Autoantibodies against the extracellular domains of the voltage-gated potassium channel (VGKC) complex proteins, leucine-rich glioma-inactivated 1 (LGI1) and contactin-associated protein-2 (CASPR2), are found in patients with limbic encephalitis, faciobrachial dystonic seizures, Morvan's syndrome and neuromyotonia. However, in routine testing, VGKC complex antibodies without LGI1 or CASPR2 reactivities (double-negative) are more common than LGI1 or CASPR2 specificities. Therefore, the target(s) and clinical associations of double-negative antibodies need to be determined.Methods
Sera (n=1131) from several clinically defined cohorts were tested for IgG radioimmunoprecipitation of radioiodinated α-dendrotoxin (125I-αDTX)-labelled VGKC complexes from mammalian brain extracts.
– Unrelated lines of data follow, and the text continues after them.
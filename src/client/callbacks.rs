//! Lifecycle hooks invoked by the client around each request

use std::fmt;
use std::sync::Arc;

use reqwest::StatusCode;
use reqwest::header::HeaderMap;

/// Observer for every response the client receives
pub type RequestCallback = Arc<dyn Fn(StatusCode, &HeaderMap) + Send + Sync>;

/// Observer fired when the stored access token is found to be expired
pub type TokenExpiredCallback = Arc<dyn Fn() + Send + Sync>;

/// Callbacks that observe the client's request lifecycle.
///
/// Callbacks see status codes and headers (typically for telemetry or for
/// dropping a cached token); they cannot change the outcome of a request.
#[derive(Clone, Default)]
pub struct LifecycleCallbacks {
    pub request: Option<RequestCallback>,
    pub token_expired: Option<TokenExpiredCallback>,
}

impl LifecycleCallbacks {
    pub fn new() -> Self {
        Self::default()
    }

    /// Observe the status and headers of every response
    pub fn on_request<F>(mut self, callback: F) -> Self
    where
        F: Fn(StatusCode, &HeaderMap) + Send + Sync + 'static,
    {
        self.request = Some(Arc::new(callback));
        self
    }

    /// Observe token expiry, right before a new token is generated
    pub fn on_token_expired<F>(mut self, callback: F) -> Self
    where
        F: Fn() + Send + Sync + 'static,
    {
        self.token_expired = Some(Arc::new(callback));
        self
    }

    pub(crate) fn response(&self, status: StatusCode, headers: &HeaderMap) {
        if let Some(callback) = &self.request {
            callback(status, headers);
        }
    }

    pub(crate) fn expired(&self) {
        if let Some(callback) = &self.token_expired {
            callback();
        }
    }
}

impl fmt::Debug for LifecycleCallbacks {
    fn fmt(&self, f: &mut fmt::Formatter<'_>) -> fmt::Result {
        f.debug_struct("LifecycleCallbacks")
            .field("request", &self.request.is_some())
            .field("token_expired", &self.token_expired.is_some())
            .finish()
    }
}

#[cfg(test)]
mod tests {
    use super::*;
    use std::sync::atomic::{AtomicUsize, Ordering};

    #[test]
    fn test_empty_callbacks_are_noops() {
        let callbacks = LifecycleCallbacks::new();
        callbacks.response(StatusCode::OK, &HeaderMap::new());
        callbacks.expired();
        assert_eq!(
            format!("{:?}", callbacks),
            "LifecycleCallbacks { request: false, token_expired: false }"
        );
    }

    #[test]
    fn test_callbacks_are_invoked() {
        let seen = Arc::new(AtomicUsize::new(0));
        let expired = Arc::new(AtomicUsize::new(0));

        let seen_clone = seen.clone();
        let expired_clone = expired.clone();
        let callbacks = LifecycleCallbacks::new()
            .on_request(move |status, _| {
                seen_clone.store(status.as_u16() as usize, Ordering::SeqCst);
            })
            .on_token_expired(move || {
                expired_clone.fetch_add(1, Ordering::SeqCst);
            });

        callbacks.response(StatusCode::FORBIDDEN, &HeaderMap::new());
        callbacks.expired();

        assert_eq!(seen.load(Ordering::SeqCst), 403);
        assert_eq!(expired.load(Ordering::SeqCst), 1);
    }
}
Positive samples were systematically tested for live hippocampal neuron reactivity, IgG precipitation of 125I-αDTX and 125I-αDTX-labelled Kv1 subunits, and by cell-based assays which expressed Kv1 subunits, LGI1 and CASPR2.Results
VGKC complex antibodies were found in 162 of 1131 (14%) sera. 90 of these (56%) had antibodies targeting the extracellular domains of LGI1 or CASPR2. Of the remaining 72 double-negative sera, 10 (14%) immunoprecipitated 125I-αDTX itself, and 27 (38%) bound to solubilised co-expressed Kv1.1/1.2/1.6 subunits and/or Kv1.2 subunits alone, at levels proportionate to VGKC complex antibody levels (r=0.57, p=0.0017). The sera with LGI1 and CASPR2 antibodies immunoprecipitated neither preparation. None of the 27 Kv1-precipitating samples bound live hippocampal neurons or Kv1 extracellular domains, but 16 (59%) bound to permeabilised Kv1-expressing human embryonic kidney 293T cells. These intracellular Kv1 antibodies mainly associated with non-immune disease aetiologies, poor longitudinal clinical–serological correlations and a limited immunotherapy response.Conclusions
Double-negative VGKC complex antibodies are often directed against cytosolic epitopes of Kv1 subunits and occasionally against non-mammalian αDTX. These antibodies should no longer be classified as neuronal-surface antibodies. They consequently lack pathogenic potential and do not in themselves support the use of immunotherapies.